The life and times of late-Rolling Stones co-founder Brian Jones is the subject of a new documentary. Arena: The Stones And Brian Jones will air on BBC Two and BBC iPlayer on May 15th.
Director Nick Broomfield recalled to The Guardian running into Jones on a train back when the filmmaker was just a 14-year-old fan: “I was surprised at how friendly he was. . . I just remember thinking how very middle-class, well spoken, polite and accommodating he was. . . I was traveling to school and he was going back to Cheltenham, where he grew up.”
He went on to say, “That chance meeting with Brian Jones on the train has stayed with me, not least because, back then, he seemed to have everything going for him. He was young, charismatic, incredibly gifted, and an integral part of a group that would define the time more than any other apart from the Beatles. He epitomized that dazzling ’60s moment in many ways, which is so very different from now, and then he was suddenly gone. I can still recall the shock I felt on hearing the news of his death.”
Jimmy Page was friendly with Brian Jones and told us he was impressed by his virtuosity when Jones hired him as a session player for his soundtrack to 1967’s A Degree Of Murder film, which the Stones guitarist wrote: “Bit by bit it unfolded into what a wonderful musician he was. I mean, he was a really fine musician. And he could play instruments right across the board, y’know? I knew that he had done the recordings for the Pan Pipes of Joujouka — he went over to Tangier and did all of that. So, he was really a hip character.”

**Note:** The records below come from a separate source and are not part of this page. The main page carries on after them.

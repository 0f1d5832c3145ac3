//! PCF cloud files.
//!
//! Everything is little-endian:
//!
//! ```text
//! magic "PCF\0" | version u16 | axis format [u8; 3] | scan count u32
//! per scan:
//!   name (u32 length + UTF-8) | point count u64 | column count u64 | row count u64
//!   position 3 x f64 | rotation 4 x f64 (w, x, y, z)
//!   component count u32
//!   per component: name u8 | compression u8 | bit count u16 | precision, offset, minimum, maximum f64
//!   cell count u64
//!   per cell: key 3 x i64 | point count u64 | one value per component
//! ```
//!
//! The scan point count is the number of points written into the scan's cells.
//!
//! Uncompressed values are `f32`. A discretized code is stored as its unsigned distance
//! from the descriptor's lowest code, in `ceil(bit count / 8)` bytes.

use std::io::{self, BufWriter, Read, Write};

use byteorder::{LittleEndian, ReadBytesExt, WriteBytesExt};
use scan_core::{
    math::{Quaternion, Vector3},
    pointcloud::{
        point::Point,
        scan::{Field, ScanMetadata, ScanPose},
    },
};

use crate::{
    cell::{CellGrid, CellKey, EncodedCell, FinalizedGrid, KeyQuantizer},
    component::{ComponentDescriptor, Compression, EncodedValue, OutputComponent},
    error::ExportError,
    sink::{PointSink, SinkSettings},
};

pub const MAGIC: [u8; 4] = *b"PCF\0";
pub const VERSION: u16 = 1;

#[derive(Debug, Clone, PartialEq)]
pub struct PcfScan {
    pub name: String,
    pub point_count: u64,
    pub column_count: u64,
    pub row_count: u64,
    pub pose: ScanPose,
    pub components: Vec<ComponentDescriptor>,
    pub cells: Vec<EncodedCell>,
}

impl PcfScan {
    pub fn new(scan: &ScanMetadata, grid: FinalizedGrid) -> Self {
        let (row_count, column_count) = scan.grid_shape();
        Self {
            name: scan.name.clone(),
            point_count: grid.point_count(),
            column_count,
            row_count,
            pose: scan.pose,
            components: grid.components,
            cells: grid.cells,
        }
    }
}

#[derive(Debug, Clone, PartialEq)]
pub struct PcfCloud {
    pub axis_format: String,
    pub scans: Vec<PcfScan>,
}

impl PcfCloud {
    /// Scan headers and component tables, without the cells.
    pub fn describe(&self) -> serde_json::Value {
        let scans: Vec<serde_json::Value> = self
            .scans
            .iter()
            .map(|scan| {
                serde_json::json!({
                    "name": scan.name,
                    "point_count": scan.point_count,
                    "column_count": scan.column_count,
                    "row_count": scan.row_count,
                    "pose": scan.pose,
                    "components": scan.components,
                    "cell_count": scan.cells.len(),
                })
            })
            .collect();
        serde_json::json!({
            "axis_format": self.axis_format,
            "scans": scans,
        })
    }
}

fn invalid_data(message: impl Into<String>) -> io::Error {
    io::Error::new(io::ErrorKind::InvalidData, message.into())
}

pub fn write_pcf<W: Write>(writer: &mut W, cloud: &PcfCloud) -> io::Result<()> {
    let axis_format = cloud.axis_format.as_bytes();
    if axis_format.len() != 3 {
        return Err(invalid_data(format!(
            "axis format must be 3 bytes, got {:?}",
            cloud.axis_format
        )));
    }

    writer.write_all(&MAGIC)?;
    writer.write_u16::<LittleEndian>(VERSION)?;
    writer.write_all(axis_format)?;
    writer.write_u32::<LittleEndian>(cloud.scans.len() as u32)?;

    for scan in &cloud.scans {
        write_scan(writer, scan)?;
    }
    Ok(())
}

fn write_scan<W: Write>(writer: &mut W, scan: &PcfScan) -> io::Result<()> {
    writer.write_u32::<LittleEndian>(scan.name.len() as u32)?;
    writer.write_all(scan.name.as_bytes())?;
    writer.write_u64::<LittleEndian>(scan.point_count)?;
    writer.write_u64::<LittleEndian>(scan.column_count)?;
    writer.write_u64::<LittleEndian>(scan.row_count)?;

    let position = scan.pose.position;
    let rotation = scan.pose.rotation;
    for value in [position.x, position.y, position.z] {
        writer.write_f64::<LittleEndian>(value)?;
    }
    for value in [rotation.w, rotation.x, rotation.y, rotation.z] {
        writer.write_f64::<LittleEndian>(value)?;
    }

    writer.write_u32::<LittleEndian>(scan.components.len() as u32)?;
    for component in &scan.components {
        writer.write_u8(component.name.letter() as u8)?;
        writer.write_u8(match component.compression {
            Compression::Uncompressed => 0,
            Compression::Discretized => 1,
        })?;
        writer.write_u16::<LittleEndian>(component.bit_count)?;
        for value in [
            component.precision,
            component.offset,
            component.minimum,
            component.maximum,
        ] {
            writer.write_f64::<LittleEndian>(value)?;
        }
    }

    writer.write_u64::<LittleEndian>(scan.cells.len() as u64)?;
    for cell in &scan.cells {
        writer.write_i64::<LittleEndian>(cell.key.x)?;
        writer.write_i64::<LittleEndian>(cell.key.y)?;
        writer.write_i64::<LittleEndian>(cell.key.z)?;
        writer.write_u64::<LittleEndian>(cell.point_count)?;
        for (component, value) in scan.components.iter().zip(&cell.values) {
            write_value(writer, component, *value)?;
        }
    }
    Ok(())
}

fn write_value<W: Write>(
    writer: &mut W,
    component: &ComponentDescriptor,
    value: EncodedValue,
) -> io::Result<()> {
    match value {
        EncodedValue::Float(value) => writer.write_f32::<LittleEndian>(value),
        EncodedValue::Code(code) => {
            writer.write_uint::<LittleEndian>(component.stored_code(code), component.byte_count())
        }
    }
}

pub fn read_pcf<R: Read>(reader: &mut R) -> io::Result<PcfCloud> {
    let mut magic = [0u8; 4];
    reader.read_exact(&mut magic)?;
    if magic != MAGIC {
        return Err(invalid_data("not a PCF file"));
    }
    let version = reader.read_u16::<LittleEndian>()?;
    if version != VERSION {
        return Err(invalid_data(format!("unsupported PCF version {version}")));
    }

    let mut axis_format = [0u8; 3];
    reader.read_exact(&mut axis_format)?;
    let axis_format =
        String::from_utf8(axis_format.to_vec()).map_err(|e| invalid_data(e.to_string()))?;

    let scan_count = reader.read_u32::<LittleEndian>()?;
    let scans = (0..scan_count)
        .map(|_| read_scan(reader))
        .collect::<io::Result<Vec<_>>>()?;

    Ok(PcfCloud { axis_format, scans })
}

fn read_scan<R: Read>(reader: &mut R) -> io::Result<PcfScan> {
    let name_len = reader.read_u32::<LittleEndian>()? as usize;
    let mut name = vec![0u8; name_len];
    reader.read_exact(&mut name)?;
    let name = String::from_utf8(name).map_err(|e| invalid_data(e.to_string()))?;

    let point_count = reader.read_u64::<LittleEndian>()?;
    let column_count = reader.read_u64::<LittleEndian>()?;
    let row_count = reader.read_u64::<LittleEndian>()?;

    let mut pose = [0.0; 7];
    reader.read_f64_into::<LittleEndian>(&mut pose)?;
    let pose = ScanPose {
        position: Vector3::new(pose[0], pose[1], pose[2]),
        rotation: Quaternion::new(pose[3], pose[4], pose[5], pose[6]),
    };

    let component_count = reader.read_u32::<LittleEndian>()?;
    let mut components = Vec::with_capacity(component_count as usize);
    for _ in 0..component_count {
        let letter = reader.read_u8()? as char;
        let name = Field::from_letter(letter)
            .ok_or_else(|| invalid_data(format!("unknown component {letter:?}")))?;
        let compression = match reader.read_u8()? {
            0 => Compression::Uncompressed,
            1 => Compression::Discretized,
            other => return Err(invalid_data(format!("unknown compression {other}"))),
        };
        let bit_count = reader.read_u16::<LittleEndian>()?;
        let mut values = [0.0; 4];
        reader.read_f64_into::<LittleEndian>(&mut values)?;
        components.push(ComponentDescriptor {
            name,
            compression,
            bit_count,
            precision: values[0],
            offset: values[1],
            minimum: values[2],
            maximum: values[3],
        });
    }

    let cell_count = reader.read_u64::<LittleEndian>()?;
    let mut cells = Vec::new();
    for _ in 0..cell_count {
        let key = CellKey::new(
            reader.read_i64::<LittleEndian>()?,
            reader.read_i64::<LittleEndian>()?,
            reader.read_i64::<LittleEndian>()?,
        );
        let point_count = reader.read_u64::<LittleEndian>()?;
        let values = components
            .iter()
            .map(|component| read_value(reader, component))
            .collect::<io::Result<Vec<_>>>()?;
        cells.push(EncodedCell {
            key,
            point_count,
            values,
        });
    }

    Ok(PcfScan {
        name,
        point_count,
        column_count,
        row_count,
        pose,
        components,
        cells,
    })
}

fn read_value<R: Read>(reader: &mut R, component: &ComponentDescriptor) -> io::Result<EncodedValue> {
    match component.compression {
        Compression::Uncompressed => Ok(EncodedValue::Float(reader.read_f32::<LittleEndian>()?)),
        Compression::Discretized => {
            let stored = reader.read_uint::<LittleEndian>(component.byte_count())?;
            Ok(EncodedValue::Code(component.code_from_stored(stored)))
        }
    }
}

struct ActiveScan {
    metadata: ScanMetadata,
    grid: CellGrid,
}

/// Buckets every scan into its own cell grid and writes the cloud on `finish`.
pub struct PcfSink<W: Write> {
    writer: W,
    settings: SinkSettings,
    axes: [OutputComponent; 3],
    current: Option<ActiveScan>,
    scans: Vec<PcfScan>,
    emitted: u64,
}

impl<W: Write> PcfSink<W> {
    pub fn new(writer: W, settings: SinkSettings) -> Self {
        let axes = settings.format.axis_components();
        Self {
            writer,
            settings,
            axes,
            current: None,
            scans: Vec::new(),
            emitted: 0,
        }
    }

    fn quantizer(&self) -> KeyQuantizer {
        match self.settings.position.compression {
            Compression::Discretized => KeyQuantizer::Precision(self.settings.position.precision),
            Compression::Uncompressed => KeyQuantizer::Exact,
        }
    }

    /// Serializes the collected scans and returns the destination.
    pub fn finish_into(mut self) -> Result<(W, PcfCloud), ExportError> {
        self.end_scan()?;
        let cloud = PcfCloud {
            axis_format: self.settings.axis_format.clone(),
            scans: self.scans,
        };

        log::debug!("{}", cloud.describe());

        let mut writer = BufWriter::new(self.writer);
        write_pcf(&mut writer, &cloud)?;
        let writer = writer.into_inner().map_err(|e| e.into_error())?;
        Ok((writer, cloud))
    }
}

impl<W: Write> PointSink for PcfSink<W> {
    fn begin_scan(&mut self, scan: &ScanMetadata) -> Result<(), ExportError> {
        self.end_scan()?;
        let descriptors = self
            .settings
            .format
            .descriptors(scan, &self.settings.position)?;
        for descriptor in &descriptors {
            log::debug!(
                "Scan {:?} component {:?} codes {:?} signed {}",
                scan.name,
                descriptor,
                descriptor.code_range(),
                descriptor.is_signed()
            );
        }
        self.current = Some(ActiveScan {
            metadata: scan.clone(),
            grid: CellGrid::new(descriptors, self.quantizer()),
        });
        Ok(())
    }

    fn add_point(&mut self, point: &Point) -> Result<(), ExportError> {
        let active = self.current.as_mut().ok_or(ExportError::NoActiveScan)?;
        let [x, y, z] = self.axes.map(|axis| axis.value(point));
        active
            .grid
            .add_point([x, y, z], &self.settings.format.values(point));
        self.emitted += 1;
        Ok(())
    }

    fn end_scan(&mut self) -> Result<(), ExportError> {
        if let Some(active) = self.current.take() {
            log::info!(
                "Scan {:?}: {} cells",
                active.metadata.name,
                active.grid.len()
            );
            self.scans
                .push(PcfScan::new(&active.metadata, active.grid.finalize()));
        }
        Ok(())
    }

    fn finish(self: Box<Self>) -> Result<u64, ExportError> {
        let emitted = self.emitted;
        let (mut writer, _) = self.finish_into()?;
        writer.flush()?;
        Ok(emitted)
    }
}

#[cfg(test)]
mod tests {
    use std::io::Cursor;

    use super::*;
    use crate::cell::{CellGrid, KeyQuantizer};

    fn cloud() -> PcfCloud {
        let components = vec![
            ComponentDescriptor::discretized(Field::X, 12, 0.5, 0.0, -100.0, 100.0).unwrap(),
            ComponentDescriptor::discretized(Field::Intensity, 12, 1.0, -2048.0, -2048.0, 2047.0)
                .unwrap(),
            ComponentDescriptor::uncompressed(Field::Range),
        ];
        let mut grid = CellGrid::new(components, KeyQuantizer::Precision(0.5));
        grid.add_point([-40.2, 1.0, 2.0], &[-40.2, 2047.0, 12.5]);
        grid.add_point([3.0, 1.0, 2.0], &[3.0, -2048.0, 0.25]);

        let scan = ScanMetadata {
            name: "station 1".to_string(),
            point_count: 2,
            ..Default::default()
        };
        PcfCloud {
            axis_format: "XYZ".to_string(),
            scans: vec![PcfScan::new(&scan, grid.finalize())],
        }
    }

    #[test]
    fn written_cloud_reads_back() {
        let cloud = cloud();
        let mut bytes = Vec::new();
        write_pcf(&mut bytes, &cloud).unwrap();
        assert_eq!(&bytes[..4], b"PCF\0");

        let read = read_pcf(&mut Cursor::new(bytes)).unwrap();
        assert_eq!(read, cloud);
        assert_eq!(read.scans[0].row_count, 1);
        assert_eq!(read.scans[0].column_count, 2);
        assert_eq!(read.scans[0].cells[0].values[0], EncodedValue::Code(-80));
        assert_eq!(read.scans[0].cells[1].values[1], EncodedValue::Code(0));
    }

    #[test]
    fn ranges_away_from_zero_read_back() {
        let components = vec![
            ComponentDescriptor::discretized(Field::X, 16, 0.001, 0.0, 10.0, 70.0).unwrap(),
            ComponentDescriptor::discretized(Field::Y, 8, 1.0, 0.0, -10.0, 200.0).unwrap(),
        ];
        let mut grid = CellGrid::new(components, KeyQuantizer::Precision(0.001));
        grid.add_point([70.0, 200.0, 0.0], &[70.0, 200.0]);
        grid.add_point([10.0, -10.0, 0.0], &[10.0, -10.0]);

        let scan = ScanMetadata {
            name: "far".to_string(),
            ..Default::default()
        };
        let cloud = PcfCloud {
            axis_format: "XYZ".to_string(),
            scans: vec![PcfScan::new(&scan, grid.finalize())],
        };
        let mut bytes = Vec::new();
        write_pcf(&mut bytes, &cloud).unwrap();

        let read = read_pcf(&mut Cursor::new(bytes)).unwrap();
        let cells = &read.scans[0].cells;
        assert_eq!(read.scans[0].point_count, 2);
        assert_eq!(cells[0].values, vec![EncodedValue::Code(70000), EncodedValue::Code(200)]);
        assert_eq!(cells[1].values, vec![EncodedValue::Code(10000), EncodedValue::Code(-10)]);
    }

    #[test]
    fn description_skips_cells() {
        let description = cloud().describe();
        let scan = &description["scans"][0];
        assert_eq!(description["axis_format"], "XYZ");
        assert_eq!(scan["name"], "station 1");
        assert_eq!(scan["cell_count"], 2);
        assert_eq!(scan["components"][1]["bit_count"], 12);
        assert!(scan.get("cells").is_none());
    }

    #[test]
    fn rejects_foreign_files() {
        let error = read_pcf(&mut Cursor::new(b"PLY\0".to_vec())).unwrap_err();
        assert_eq!(error.kind(), io::ErrorKind::InvalidData);
    }
}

We asked Lindsey Buckingham what that classic early-era means to him as a Stones fan: “The peak for Brian Jones, before he kind of started to slide downhill. . . Y’know those albums, I mean, the singles — everything — have a kind of European influence. But, y’know, the fact that Brian Jones as a bandmember could articulate that it in a different way and was more of a multi-musician and could bring in colors and influence the band in what I thought was a very positive way. Those albums are some of my favorite Stones albums.”
Brian Jones, who was forced out of the Rolling Stones on June 8th, 1969, died the following July 3rd at the age of 27. He was found dead at the bottom of the swimming pool at his Cotchford Farm home, in Hartford, England.
For years there have been conspiracy theories about what went on the night Jones died, including several suggesting foul play.